Federal ReserveCette commission d’enquête parlementaire n’inquièterait pas autant les grands magnats de la finance si parallèlement la Federal Reserve (FED), la banque centrale de l’Oncle Sam, n’avait pas ouvertement remis en cause la possibilité des banques détenant des actifs énergétiques à spéculer sur ces mêmes marchés. La réglementation en la matière est en effet assez nébuleuse. Le Glass-Steagall Act, qui a séparé au lendemain de la crise de 1929 les métiers de banque de dépôts et d’investissements, a été peu à peu rogné de tous côtés avec la déréglementation de l’économie américaine. Mais l’appel aux fonds publics de Goldman Sachs & Consorts en 2008 les a obligé à faire quelques concessions. Dans le cadre d’un accord trouvé en 2008 avec la FED qui expire en septembre prochain, les banques d’investissement ont cherché à convaincre la banque centrale du bien fondée de leurs requêtes s’appuyant notamment sur un amendement de 1999 qui prévoit que les banques puissent garder des actifs dans des activités qu’elles exerçaient avant 1997, ce qui est le cas en l’espèce.

Chacun sa stratégie

Les trois grandes banques sont impliquées à des degrés différents sur le marché des commodities, et ont chacune leur stratégie. Morgan Stanley est celle qui a misé le plus gros sur les marchés des matières premières et ne semble vouloir à aucun prix s’en dégager. Elle s’est ainsi liée encore un peu plus à sa filiale TransMontaign, qui détient de nombreux actifs de transport et de stockage de pétrole, en lui réservant indéfiniment la majorité de ses capacités. Elle participe par ailleurs à la construction d’un terminal pétrolier près de Houston d’une valeur de 485 millions de dollars dans lequel elle détient 42,5% des parts.

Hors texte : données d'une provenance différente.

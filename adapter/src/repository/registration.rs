use async_trait::async_trait;
use derive_new::new;
use kernel::model::{
    event::DEFAULT_EVENT_CAPACITY,
    id::{EventId, RegistrationId, UserId},
    registration::{
        event::{CancelRegistration, CreateRegistration, UpdateRegistrationStatus},
        Registration,
    },
};
use kernel::repository::registration::RegistrationRepository;
use shared::error::{AppError, AppResult};

use crate::database::{
    model::registration::{RegistrationRow, RegistrationStateRow},
    ConnectionPool,
};

const SELECT_REGISTRATIONS: &str = r#"
    SELECT
        r.registration_id,
        r.status,
        r.created_at,
        r.confirmed_at,
        u.user_id,
        u.user_name,
        u.email,
        e.event_id,
        e.title,
        e.location,
        e.starts_at
    FROM registrations AS r
    INNER JOIN users AS u ON r.user_id = u.user_id
    INNER JOIN events AS e ON r.event_id = e.event_id
"#;

#[derive(new)]
pub struct RegistrationRepositoryImpl {
    db: ConnectionPool,
}

#[async_trait]
impl RegistrationRepository for RegistrationRepositoryImpl {
    async fn create(&self, event: CreateRegistration) -> AppResult<Registration> {
        let mut tx = self.db.begin().await?;

        // 事前のチェックとして、以下を調べる。
        // - 指定のイベントが存在するか（行ロックを取り、同じイベントへの登録を直列化する）
        // - 同じユーザーの有効な登録が既に無いか
        // - 定員に達していないか
        let existing = {
            let capacity: Option<Option<i32>> =
                sqlx::query_scalar("SELECT capacity FROM events WHERE event_id = $1 FOR UPDATE")
                    .bind(event.event_id)
                    .fetch_optional(&mut *tx)
                    .await
                    .map_err(AppError::SpecificOperationError)?;
            let Some(capacity) = capacity else {
                return Err(AppError::EntityNotFound("Evento não encontrado".into()));
            };

            let existing = sqlx::query_as::<_, RegistrationStateRow>(
                r#"
                    SELECT registration_id, status
                    FROM registrations
                    WHERE event_id = $1 AND user_id = $2
                "#,
            )
            .bind(event.event_id)
            .bind(event.user_id)
            .fetch_optional(&mut *tx)
            .await
            .map_err(AppError::SpecificOperationError)?;

            if let Some(row) = &existing {
                if row.status()?.is_active() {
                    return Err(AppError::BadRequest("Já está inscrito neste evento".into()));
                }
            }

            let registered: i64 = sqlx::query_scalar(
                r#"
                    SELECT COUNT(*)
                    FROM registrations
                    WHERE event_id = $1
                      AND status IN ('pending', 'confirmed')
                "#,
            )
            .bind(event.event_id)
            .fetch_one(&mut *tx)
            .await
            .map_err(AppError::SpecificOperationError)?;

            let capacity = capacity.unwrap_or(DEFAULT_EVENT_CAPACITY);
            if registered >= i64::from(capacity) {
                return Err(AppError::BadRequest("Evento lotado".into()));
            }

            existing
        };

        // キャンセル済み・無効の登録があれば pending に戻し、無ければ新規作成する
        let registration_id = match existing {
            Some(row) => {
                sqlx::query(
                    r#"
                        UPDATE registrations
                        SET status = 'pending', created_at = NOW(), confirmed_at = NULL
                        WHERE registration_id = $1
                    "#,
                )
                .bind(row.registration_id)
                .execute(&mut *tx)
                .await
                .map_err(AppError::SpecificOperationError)?;
                row.registration_id
            }
            None => {
                let registration_id = RegistrationId::new();
                let res = sqlx::query(
                    r#"
                        INSERT INTO registrations (registration_id, event_id, user_id, status)
                        VALUES ($1, $2, $3, 'pending')
                        ON CONFLICT (event_id, user_id) DO NOTHING
                    "#,
                )
                .bind(registration_id)
                .bind(event.event_id)
                .bind(event.user_id)
                .execute(&mut *tx)
                .await
                .map_err(AppError::SpecificOperationError)?;

                if res.rows_affected() < 1 {
                    return Err(AppError::BadRequest("Já está inscrito neste evento".into()));
                }
                registration_id
            }
        };

        tx.commit().await.map_err(AppError::TransactionError)?;

        tracing::info!(
            %registration_id,
            event_id = %event.event_id,
            user_id = %event.user_id,
            "registration created"
        );
        self.find_by_id(registration_id)
            .await?
            .ok_or_else(|| AppError::EntityNotFound("Inscrição não encontrada".into()))
    }

    async fn cancel(&self, event: CancelRegistration) -> AppResult<()> {
        // pending は cancelled に、confirmed は inativo に遷移させる
        let res = sqlx::query(
            r#"
                UPDATE registrations
                SET status = CASE WHEN status = 'pending' THEN 'cancelled' ELSE 'inativo' END
                WHERE event_id = $1
                  AND user_id = $2
                  AND status IN ('pending', 'confirmed')
            "#,
        )
        .bind(event.event_id)
        .bind(event.user_id)
        .execute(&self.db.inner())
        .await
        .map_err(AppError::SpecificOperationError)?;

        if res.rows_affected() < 1 {
            return Err(AppError::EntityNotFound("Inscrição não encontrada".into()));
        }
        Ok(())
    }

    async fn update_status(&self, event: UpdateRegistrationStatus) -> AppResult<Registration> {
        let mut tx = self.db.begin().await?;

        {
            let current = sqlx::query_as::<_, RegistrationStateRow>(
                r#"
                    SELECT registration_id, status
                    FROM registrations
                    WHERE registration_id = $1
                    FOR UPDATE
                "#,
            )
            .bind(event.registration_id)
            .fetch_optional(&mut *tx)
            .await
            .map_err(AppError::SpecificOperationError)?
            .ok_or_else(|| AppError::EntityNotFound("Inscrição não encontrada".into()))?;

            let from = current.status()?;
            if !from.can_transition_to(event.status) {
                return Err(AppError::BadRequest(format!(
                    "Transição de estado inválida: {from} → {}",
                    event.status
                )));
            }
        }

        sqlx::query(
            r#"
                UPDATE registrations
                SET
                    status = $2,
                    confirmed_at = CASE WHEN $2 = 'confirmed' THEN NOW() ELSE confirmed_at END
                WHERE registration_id = $1
            "#,
        )
        .bind(event.registration_id)
        .bind(event.status.as_ref())
        .execute(&mut *tx)
        .await
        .map_err(AppError::SpecificOperationError)?;

        tx.commit().await.map_err(AppError::TransactionError)?;

        tracing::info!(
            registration_id = %event.registration_id,
            status = %event.status,
            requested_by = %event.requested_by,
            "registration status updated"
        );
        self.find_by_id(event.registration_id)
            .await?
            .ok_or_else(|| AppError::EntityNotFound("Inscrição não encontrada".into()))
    }

    async fn find_by_id(&self, registration_id: RegistrationId) -> AppResult<Option<Registration>> {
        let sql = format!("{SELECT_REGISTRATIONS} WHERE r.registration_id = $1");
        sqlx::query_as::<_, RegistrationRow>(&sql)
            .bind(registration_id)
            .fetch_optional(&self.db.inner())
            .await
            .map_err(AppError::SpecificOperationError)?
            .map(Registration::try_from)
            .transpose()
    }

    async fn find_all(&self, event_id: Option<EventId>) -> AppResult<Vec<Registration>> {
        let sql = format!(
            "{SELECT_REGISTRATIONS} WHERE ($1::uuid IS NULL OR r.event_id = $1) ORDER BY r.created_at ASC"
        );
        sqlx::query_as::<_, RegistrationRow>(&sql)
            .bind(event_id)
            .fetch_all(&self.db.inner())
            .await
            .map_err(AppError::SpecificOperationError)?
            .into_iter()
            .map(Registration::try_from)
            .collect()
    }

    async fn find_by_user_id(&self, user_id: UserId) -> AppResult<Vec<Registration>> {
        let sql = format!("{SELECT_REGISTRATIONS} WHERE r.user_id = $1 ORDER BY e.starts_at ASC");
        sqlx::query_as::<_, RegistrationRow>(&sql)
            .bind(user_id)
            .fetch_all(&self.db.inner())
            .await
            .map_err(AppError::SpecificOperationError)?
            .into_iter()
            .map(Registration::try_from)
            .collect()
    }
}

#[cfg(test)]
mod tests {
    // 重複登録と定員の規則はここで実 DB に対して検証する。
    // api/tests のフェイクは同じ規則を真似ているだけなので、こちらが正となる。
    use super::*;
    use crate::repository::{event::EventRepositoryImpl, user::UserRepositoryImpl};
    use chrono::{Duration, Utc};
    use kernel::model::{
        event::event::CreateEvent, registration::RegistrationStatus, role::Role,
        user::event::CreateUser,
    };
    use kernel::repository::{event::EventRepository, user::UserRepository};

    async fn fixture(db: &ConnectionPool, capacity: Option<i32>) -> anyhow::Result<(UserId, EventId)> {
        let users = UserRepositoryImpl::new(db.clone());
        let coord = users
            .create(CreateUser::new(
                "Coord".into(),
                "coord@example.com".into(),
                "pa55word".into(),
                Role::Coord,
            ))
            .await?;
        let starts_at = Utc::now() + Duration::days(3);
        let event_id = EventRepositoryImpl::new(db.clone())
            .create(CreateEvent::new(
                "Workshop".into(),
                "Sala 1".into(),
                starts_at,
                starts_at + Duration::hours(1),
                "".into(),
                capacity,
                None,
                coord.user_id,
            ))
            .await?;
        Ok((coord.user_id, event_id))
    }

    #[sqlx::test(migrations = "../migrations")]
    #[ignore = "requires DATABASE_URL pointing at a PostgreSQL server"]
    async fn registering_twice_keeps_a_single_active_row(pool: sqlx::PgPool) -> anyhow::Result<()> {
        let db = ConnectionPool::new(pool.clone());
        let (user_id, event_id) = fixture(&db, None).await?;
        let repo = RegistrationRepositoryImpl::new(db);

        let first = repo.create(CreateRegistration::new(event_id, user_id)).await?;
        assert_eq!(first.status, RegistrationStatus::Pending);

        let second = repo.create(CreateRegistration::new(event_id, user_id)).await;
        assert!(matches!(second, Err(AppError::BadRequest(_))));

        // キャンセル後は同じ行が pending に戻る
        repo.cancel(CancelRegistration::new(event_id, user_id)).await?;
        let again = repo.create(CreateRegistration::new(event_id, user_id)).await?;
        assert_eq!(again.registration_id, first.registration_id);
        assert_eq!(again.status, RegistrationStatus::Pending);

        let count: i64 = sqlx::query_scalar("SELECT COUNT(*) FROM registrations")
            .fetch_one(&pool)
            .await?;
        assert_eq!(count, 1);
        Ok(())
    }

    #[sqlx::test(migrations = "../migrations")]
    #[ignore = "requires DATABASE_URL pointing at a PostgreSQL server"]
    async fn concurrent_registrations_do_not_duplicate(pool: sqlx::PgPool) -> anyhow::Result<()> {
        let db = ConnectionPool::new(pool.clone());
        let (user_id, event_id) = fixture(&db, None).await?;
        let repo = std::sync::Arc::new(RegistrationRepositoryImpl::new(db));

        let handles: Vec<_> = (0..5)
            .map(|_| {
                let repo = repo.clone();
                tokio::spawn(async move {
                    repo.create(CreateRegistration::new(event_id, user_id)).await
                })
            })
            .collect();
        let mut ok = 0;
        for handle in handles {
            if handle.await?.is_ok() {
                ok += 1;
            }
        }
        assert_eq!(ok, 1);
        Ok(())
    }

    #[sqlx::test(migrations = "../migrations")]
    #[ignore = "requires DATABASE_URL pointing at a PostgreSQL server"]
    async fn full_event_rejects_registration(pool: sqlx::PgPool) -> anyhow::Result<()> {
        let db = ConnectionPool::new(pool);
        let (coord_id, event_id) = fixture(&db, Some(1)).await?;
        let other = UserRepositoryImpl::new(db.clone())
            .create(CreateUser::new(
                "User".into(),
                "user@example.com".into(),
                "pa55word".into(),
                Role::User,
            ))
            .await?;
        let repo = RegistrationRepositoryImpl::new(db);

        repo.create(CreateRegistration::new(event_id, coord_id)).await?;
        let res = repo.create(CreateRegistration::new(event_id, other.user_id)).await;
        assert!(matches!(res, Err(AppError::BadRequest(msg)) if msg == "Evento lotado"));
        Ok(())
    }

    #[sqlx::test(migrations = "../migrations")]
    #[ignore = "requires DATABASE_URL pointing at a PostgreSQL server"]
    async fn status_transitions_are_validated(pool: sqlx::PgPool) -> anyhow::Result<()> {
        let db = ConnectionPool::new(pool);
        let (user_id, event_id) = fixture(&db, None).await?;
        let repo = RegistrationRepositoryImpl::new(db);
        let reg = repo.create(CreateRegistration::new(event_id, user_id)).await?;

        let confirmed = repo
            .update_status(UpdateRegistrationStatus::new(
                reg.registration_id,
                RegistrationStatus::Confirmed,
                user_id,
            ))
            .await?;
        assert_eq!(confirmed.status, RegistrationStatus::Confirmed);
        assert!(confirmed.confirmed_at.is_some());

        let back = repo
            .update_status(UpdateRegistrationStatus::new(
                reg.registration_id,
                RegistrationStatus::Pending,
                user_id,
            ))
            .await;
        assert!(matches!(back, Err(AppError::BadRequest(_))));

        assert_eq!(repo.find_all(Some(event_id)).await?.len(), 1);
        assert_eq!(repo.find_all(None).await?.len(), 1);
        assert_eq!(repo.find_by_user_id(user_id).await?.len(), 1);
        Ok(())
    }
}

Goldman Sachs semble vouloir, une fois n’est pas coutume, répartir les risques. Le groupe  a revendu sa compagnie électrique Cogentrix au fond d’investissement Carlyle Group et songeait à en faire de même pour sa filiale Metro International Metals. L’heure est donc plutôt à la prudence pour Lloyd Blankfein, directeur de la banque, qui a rappelons-le débuté au service commodities de la compagnie.

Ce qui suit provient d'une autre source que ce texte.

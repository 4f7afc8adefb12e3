use std::{str::FromStr, time::Duration};

use anyhow::{anyhow, Context, Result};

use crate::env::{which, Environment};

const DEFAULT_TOKEN_TTL_SECS: u64 = 60 * 60 * 24;
const DEV_SESSION_SECRET: &str = "development-only-session-secret";

pub struct AppConfig {
    pub environment: Environment,
    pub server: ServerConfig,
    pub database: DatabaseConfig,
    pub auth: AuthConfig,
    pub mail: MailConfig,
    pub admin: Option<AdminSeedConfig>,
}

impl AppConfig {
    pub fn new() -> Result<Self> {
        Self::from_lookup(which(), |key| std::env::var(key).ok())
    }

    // 環境変数の読み出し元を差し替えられるようにしておく（テスト用）
    pub fn from_lookup<F>(environment: Environment, lookup: F) -> Result<Self>
    where
        F: Fn(&str) -> Option<String>,
    {
        let server = ServerConfig {
            port: parse_or(&lookup, "PORT", 8080)?,
            public_base_url: lookup("PUBLIC_BASE_URL")
                .unwrap_or_else(|| "http://localhost:3000".into()),
        };

        let health_check_secs: u64 = parse_or(&lookup, "DB_HEALTH_CHECK_INTERVAL", 30)?;
        if health_check_secs == 0 {
            return Err(anyhow!("DB_HEALTH_CHECK_INTERVAL must be at least 1 second"));
        }
        let database = DatabaseConfig {
            url: lookup("DATABASE_URL").context("DATABASE_URL must be set")?,
            max_connections: parse_or(&lookup, "DATABASE_MAX_CONNECTIONS", 10)?,
            health_check_interval: Duration::from_secs(health_check_secs),
        };

        let secret = match (lookup("SESSION_SECRET"), environment) {
            (Some(secret), _) => secret,
            (None, Environment::Development) => DEV_SESSION_SECRET.into(),
            (None, Environment::Production) => {
                return Err(anyhow!("SESSION_SECRET must be set in production"))
            }
        };
        let auth = AuthConfig {
            ttl: parse_or(&lookup, "AUTH_TOKEN_TTL", DEFAULT_TOKEN_TTL_SECS)?,
            secret,
            secure_cookie: environment == Environment::Production,
        };

        let mail = MailConfig {
            api_url: lookup("EMAIL_API_URL")
                .unwrap_or_else(|| "https://api.resend.com/emails".into()),
            api_key: lookup("EMAIL_API_KEY").filter(|k| !k.is_empty()),
            sender: lookup("EMAIL_FROM").unwrap_or_else(|| "no-reply@localhost".into()),
            public_base_url: server.public_base_url.clone(),
        };

        let admin = lookup("ADMIN_PASSWORD")
            .filter(|p| !p.is_empty())
            .map(|password| AdminSeedConfig {
                email: lookup("ADMIN_EMAIL").unwrap_or_else(|| "admin@admin.com".into()),
                password,
            });

        Ok(Self {
            environment,
            server,
            database,
            auth,
            mail,
            admin,
        })
    }
}

fn parse_or<F, T>(lookup: &F, key: &str, default: T) -> Result<T>
where
    F: Fn(&str) -> Option<String>,
    T: FromStr,
    T::Err: std::fmt::Display,
{
    match lookup(key) {
        None => Ok(default),
        Some(raw) => raw
            .parse()
            .map_err(|e| anyhow!("invalid value for {key}: {e}")),
    }
}

pub struct ServerConfig {
    pub port: u16,
    pub public_base_url: String,
}

pub struct DatabaseConfig {
    pub url: String,
    pub max_connections: u32,
    pub health_check_interval: Duration,
}

#[derive(Clone)]
pub struct AuthConfig {
    /// セッションの有効期間（秒）
    pub ttl: u64,
    pub secret: String,
    pub secure_cookie: bool,
}

#[derive(Clone)]
pub struct MailConfig {
    pub api_url: String,
    pub api_key: Option<String>,
    pub sender: String,
    pub public_base_url: String,
}

pub struct AdminSeedConfig {
    pub email: String,
    pub password: String,
}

Le cas de JPMorgan est un peu différent des deux autres puisqu’elle a toujours été considérée comme une banque commerciale, et donc sujette aux réglementations. En 2008, elle a acquis, au travers de Bear Stearns, des centrales électriques, puis en 2010 Sempra Commodities et le Henry Bath (le plus grand site de stockage de métaux au monde). La FED avait donné 3 ans à la banque pour régulariser sa situation, soit jusqu’au 1er juillet dernier…

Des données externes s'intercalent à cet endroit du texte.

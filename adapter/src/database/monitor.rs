use std::time::Duration;

use tokio::{task::JoinHandle, time::MissedTickBehavior};

use super::ConnectionPool;

/// Periodically pings the database and recycles the pool after a failed ping.
/// The returned handle is aborted by the entry point on shutdown.
pub fn spawn_health_monitor(pool: ConnectionPool, interval: Duration) -> JoinHandle<()> {
    tokio::spawn(async move {
        let mut ticker = tokio::time::interval(interval);
        ticker.set_missed_tick_behavior(MissedTickBehavior::Delay);
        // 最初の tick は即時に返るので読み捨てる
        ticker.tick().await;

        loop {
            ticker.tick().await;
            match pool.ping().await {
                Ok(()) => tracing::trace!("database ping ok"),
                Err(e) => {
                    tracing::warn!(error = %e, "database ping failed, recycling connection pool");
                    pool.recycle().await;
                }
            }
        }
    })
}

Ces trois stratégies montrent bien l’incertitude qui règne dans cette affaire et sur la position qu’adoptera la FED. Pour Brad Hintz, analyste financier à New York et ancien de Morgan Stanley : « La Réserve Fédérale a dit en substance aux banques qu’elles avaient toujours le droit à un certain nombres de péchés, mais juste pas autant qu’avant ».